(Collected data)
=-=-=
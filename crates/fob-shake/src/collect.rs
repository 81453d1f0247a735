//! Reference collection: fold every edge's usage into the export table of its target.

use crate::Result;
use crate::export_table::ImportUsage;
use crate::graph::ModuleGraph;
use crate::module::Dependency;

/// Propagate use-site counts across the graph in one importers-first pass.
///
/// For each edge the target receives the edge's default and named counts. Namespace usage
/// references every name the target exports, including names it re-exports through
/// `export *`. `export *` usage is forwarded only for names the importer's own importers
/// asked for and the target can provide; the target records them too, so the next hop of an
/// `export *` chain sees them as forwarded. Whatever is added is recorded in the edge's
/// contribution ledger. Returns the number of edges that contributed.
pub fn collect_exports(graph: &mut ModuleGraph) -> Result<usize> {
    let mut contributed = 0;

    for id in graph.propagation_order() {
        let module = graph.require(&id)?;
        let forwarded = module.forwarded_names();

        let mut pending = Vec::new();
        for (specifier, dependency) in module.dependencies() {
            if !graph.contains(&dependency.target) {
                tracing::debug!(
                    "[fob-shake] {} imports missing module {} via '{}', skipping",
                    id,
                    dependency.target,
                    specifier
                );
                continue;
            }

            let usage = edge_contribution(graph, dependency, &forwarded);
            if !usage.is_empty() {
                pending.push((specifier.clone(), usage));
            }
        }

        for (specifier, usage) in pending {
            graph.contribute(&id, &specifier, &usage)?;
            contributed += 1;
        }
    }

    Ok(contributed)
}

/// What one edge adds to its target.
fn edge_contribution(
    graph: &ModuleGraph,
    dependency: &Dependency,
    forwarded: &[String],
) -> ImportUsage {
    let snapshot = &dependency.usage;
    let mut usage = ImportUsage {
        default: snapshot.default,
        named: snapshot.named.clone(),
        ..ImportUsage::default()
    };
    if snapshot.namespace == 0 && snapshot.all == 0 {
        return usage;
    }

    let provided = graph.exported_names(&dependency.target);

    if snapshot.namespace > 0 {
        usage.all = usage.all.saturating_add(snapshot.namespace);
        for name in &provided {
            usage.add_named(name.clone(), snapshot.namespace);
        }
    }

    if snapshot.all > 0 {
        let shared: Vec<&String> = forwarded
            .iter()
            .filter(|name| provided.contains(name))
            .collect();
        if !shared.is_empty() {
            usage.all = usage.all.saturating_add(snapshot.all);
            for name in shared {
                usage.add_named(name.clone(), 1);
            }
        }
    }

    usage
}

#[cfg(test)]
mod tests {
    use super::*;
    use crate::editor::OxcTree;
    use crate::export_table::ExportTable;
    use crate::module::Module;
    use crate::module_id::ModuleId;

    fn id(name: &str) -> ModuleId {
        ModuleId::new_virtual(name)
    }

    fn module(name: &str) -> crate::module::ModuleBuilder {
        Module::builder(id(name), OxcTree::new(format!("{name}.js"), ""))
    }

    #[test]
    fn named_and_default_usage_reach_the_target() {
        let mut graph = ModuleGraph::new();
        graph
            .add_module(
                module("main")
                    .entry(true)
                    .dependency(
                        "./lib",
                        Dependency::new(
                            id("lib"),
                            ImportUsage::new().with_default(1).with_named("a", 2),
                        ),
                    )
                    .build(),
            )
            .unwrap();
        graph
            .add_module(module("lib").local_exports(["a", "b"]).build())
            .unwrap();

        assert_eq!(collect_exports(&mut graph).unwrap(), 1);

        let lib = graph.module(&id("lib")).unwrap();
        assert_eq!(lib.exports().default_references(), 1);
        assert_eq!(lib.exports().references("a"), 2);
        assert_eq!(lib.exports().references("b"), 0);

        let edge = graph.module(&id("main")).unwrap().dependency("./lib").unwrap();
        assert_eq!(edge.contribution().named_count("a"), 2);
        assert_eq!(edge.contribution().default, 1);
    }

    #[test]
    fn export_star_forwards_only_requested_names() {
        let mut graph = ModuleGraph::new();
        graph
            .add_module(
                module("main")
                    .entry(true)
                    .dependency(
                        "./barrel",
                        Dependency::new(id("barrel"), ImportUsage::new().with_named("x", 1)),
                    )
                    .build(),
            )
            .unwrap();
        graph
            .add_module(
                module("barrel")
                    .dependency(
                        "./impl",
                        Dependency::new(id("impl"), ImportUsage::new().with_all(1)),
                    )
                    .build(),
            )
            .unwrap();
        graph
            .add_module(module("impl").local_exports(["x", "y"]).build())
            .unwrap();

        collect_exports(&mut graph).unwrap();

        let target = graph.module(&id("impl")).unwrap().exports();
        assert_eq!(target.references("x"), 1);
        assert_eq!(target.references("y"), 0);
        assert_eq!(target.all_references(), 1);
    }

    #[test]
    fn export_star_without_overlap_contributes_nothing() {
        let mut graph = ModuleGraph::new();
        graph
            .add_module(
                module("barrel")
                    .entry(true)
                    .dependency(
                        "./impl",
                        Dependency::new(id("impl"), ImportUsage::new().with_all(1)),
                    )
                    .build(),
            )
            .unwrap();
        graph
            .add_module(module("impl").local_exports(["y"]).build())
            .unwrap();

        assert_eq!(collect_exports(&mut graph).unwrap(), 0);
        assert!(graph.module(&id("impl")).unwrap().exports().is_exhausted());
    }

    #[test]
    fn namespace_usage_references_every_declared_export() {
        let mut graph = ModuleGraph::new();
        graph
            .add_module(
                module("main")
                    .entry(true)
                    .dependency(
                        "./lib",
                        Dependency::new(id("lib"), ImportUsage::new().with_namespace(1)),
                    )
                    .build(),
            )
            .unwrap();
        graph
            .add_module(module("lib").local_exports(["a", "b"]).build())
            .unwrap();

        collect_exports(&mut graph).unwrap();

        let lib = graph.module(&id("lib")).unwrap().exports();
        assert_eq!(lib.all_references(), 1);
        assert_eq!(lib.references("a"), 1);
        assert_eq!(lib.references("b"), 1);
    }

    #[test]
    fn missing_targets_are_skipped() {
        let mut graph = ModuleGraph::new();
        graph
            .add_module(
                module("main")
                    .entry(true)
                    .dependency(
                        "react",
                        Dependency::new(id("react"), ImportUsage::new().with_default(1)),
                    )
                    .build(),
            )
            .unwrap();

        assert_eq!(collect_exports(&mut graph).unwrap(), 0);
    }

    #[test]
    fn export_star_chains_forward_across_hops() {
        let mut graph = ModuleGraph::new();
        graph
            .add_module(
                module("main")
                    .entry(true)
                    .dependency(
                        "./a",
                        Dependency::new(id("a"), ImportUsage::new().with_named("x", 1)),
                    )
                    .build(),
            )
            .unwrap();
        for (from, to) in [("a", "b"), ("b", "c")] {
            graph
                .add_module(
                    module(from)
                        .dependency(
                            format!("./{to}"),
                            Dependency::new(id(to), ImportUsage::new().with_all(1)),
                        )
                        .build(),
                )
                .unwrap();
        }
        graph
            .add_module(module("c").local_exports(["x", "y"]).build())
            .unwrap();

        assert_eq!(collect_exports(&mut graph).unwrap(), 3);

        let b = graph.module(&id("b")).unwrap();
        assert_eq!(b.exports().references("x"), 1);
        assert_eq!(b.forwarded_names(), vec!["x".to_string()]);

        let c = graph.module(&id("c")).unwrap().exports();
        assert_eq!(c.references("x"), 1);
        assert_eq!(c.references("y"), 0);
    }

    #[test]
    fn namespace_usage_reaches_names_behind_export_star() {
        let mut graph = ModuleGraph::new();
        graph
            .add_module(
                module("main")
                    .entry(true)
                    .dependency(
                        "./barrel",
                        Dependency::new(id("barrel"), ImportUsage::new().with_namespace(1)),
                    )
                    .build(),
            )
            .unwrap();
        graph
            .add_module(
                module("barrel")
                    .local_exports(["own"])
                    .dependency(
                        "./impl",
                        Dependency::new(id("impl"), ImportUsage::new().with_all(1)),
                    )
                    .build(),
            )
            .unwrap();
        graph
            .add_module(module("impl").local_exports(["x"]).build())
            .unwrap();

        collect_exports(&mut graph).unwrap();

        let barrel = graph.module(&id("barrel")).unwrap().exports();
        assert_eq!(barrel.all_references(), 1);
        assert_eq!(barrel.references("own"), 1);
        assert_eq!(barrel.references("x"), 1);

        let target = graph.module(&id("impl")).unwrap().exports();
        assert_eq!(target.references("x"), 1);
        assert_eq!(target.all_references(), 1);
    }

    #[test]
    fn seeded_counts_are_kept() {
        let mut graph = ModuleGraph::new();
        graph
            .add_module(
                module("lib")
                    .exports(ExportTable::new().with_named("runtime", 1))
                    .build(),
            )
            .unwrap();
        collect_exports(&mut graph).unwrap();
        assert_eq!(
            graph.module(&id("lib")).unwrap().exports().references("runtime"),
            1
        );
    }
}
=-=-=
▸ **TRY IT**:
Please return every line of the records above that contains the word "shared".

▸ **REPLY**:
        let shared: Vec<&String> = forwarded
        if !shared.is_empty() {
            for name in shared {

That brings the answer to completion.